"The evidence points to cynical benchmark-gaming behavior on the part of active fixed income managers…(they) aggressively seek credit risk, hoping to boost returns above benchmark levels. By simply holding greater-than-market allocations to risky securities, bond managers increase expected returns by increasing portfolio risk, doing nothing to add value that justifies charging management fees."
- David F. Swensen

Pioneering Portfolio Management

An observer can always tell which books I've enjoyed the most simply by looking for the yellow or green highlighting; the more color the better. My copy of David Swensen's (Yale's Chief Investment Officer) book cited above resembles something of a rainbow which I suppose is an even higher compliment, because it means I've gone back over it three or four times with different colored markers - in this case blue, green, yellow, and orange. This is not to say Mr. Swensen has written a perfect book. Assertions that investors should assume U.S. equity returns of 6 percent real are sure to be given a reality check over current and future long-term holding periods, as is his belief that only government bonds should have a place in institutional and individual portfolios. But it confirmed many of my own suspicions, especially those relating to corporate bonds. "It's a lousy business" is my quote de jour in PIMCO's Investment Committee - referring to the long-term structural negatives in holding corporate obligations. How else to describe an asset class where your upside is getting your money back and your downside is losing nearly the whole kit and caboodle. How else to describe an asset class where structural "agency risk" allows management to increase shareholder value by reducing the worth of debt obligations - levering and levering up to increase earnings per share while ignoring earnings per bond. And if they go too far, well those bondholders simply receive via bankruptcy court that now nearly worthless stock - after the banks and lawyers have gotten their fill, that is. It's a lousy business, for the PIMCOs of the investment world at least.

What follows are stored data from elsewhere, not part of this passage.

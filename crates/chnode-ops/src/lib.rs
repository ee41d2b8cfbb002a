//! chnode Ops - the operations behind each node resource
//!
//! Every operation takes a [`chnode_transport::ClickHouseClient`] and a
//! plain request struct, issues its requests sequentially, and shapes the
//! responses into records for the host:
//!
//! - [`execute_query`] - paginated `SELECT` via `LIMIT`/`OFFSET` wrapping
//! - [`execute_insert`] - batched NDJSON inserts (`FORMAT JSONEachRow`)
//! - [`execute_command`] - DDL/DML executed for effect
//! - [`list_databases`], [`list_tables`], [`list_columns`] - introspection

mod command;
mod envelope;
mod insert;
mod metadata;
mod query;

#[cfg(test)]
mod testing;

pub use command::*;
pub use envelope::*;
pub use insert::*;
pub use metadata::*;
pub use query::*;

Not lousy enough, however, to have fooled a multitude of supposedly sophisticated investors in recent years. One of the largest bond "index" funds in the world has for many years run its portfolio with a corporate "tilt" - substituting short-term Treasuries with short-term corporates in the Pollyannaish belief that bankruptcies don't occur overnight, they're "just out there somewhere" like an X-Files alien or something. Such assumptions always managed to let them beat their index by 20-30 basis points a year - until the last few years that is. Now they're underperforming by 100 or more. Payback time, I suppose. Similarly, other large bond shops, which along with PIMCO are known as the "Big Seven," cast their fate, as Mr. Swensen avers in his above-cited quotation, with corporate bonds because they yielded more. How brilliant did you have to be with a corporate overweight anyway? Hire some credit analysts, pretend you know more than the clients from whom you're charging 50 basis points and take it all the way to the bank, baby. Life is sweet with a few billion under management, 50 basis points and a corporate "tilt." Not so sweet for the clients it seems. A few of these "Big Seven" have tilted all right, but tilted as in a pinball game - meaning, "Game Over." That's what 2 percent positions in Enron and WorldCom will do for you, and that, I'm afraid, is an understatement.

PIMCO of course does not wear virgin white in the active management arena. We have our structural tilts centered around the sale of volatility and the near perpetual positive shape of the yield curve between 30 days and 12 months. We also make mistakes - witness our premature entry into energy and telecom bonds in order to cyclically increase our corporate debt exposure. But we at least have the common sense to recognize a long-term sucker's bet when we see one. Warren Buffett, or perhaps his sidekick Charlie Munger, is fond of saying that if you look around the poker table and you can't identify the fish, then you be the fish. Managers using corporate tilts may have thought they were the skippers of their own ocean-faring tuna boats, but as it turns out, they had gills and are now sucking for oxygen in a local trout farm located in a city near you. They be the fish.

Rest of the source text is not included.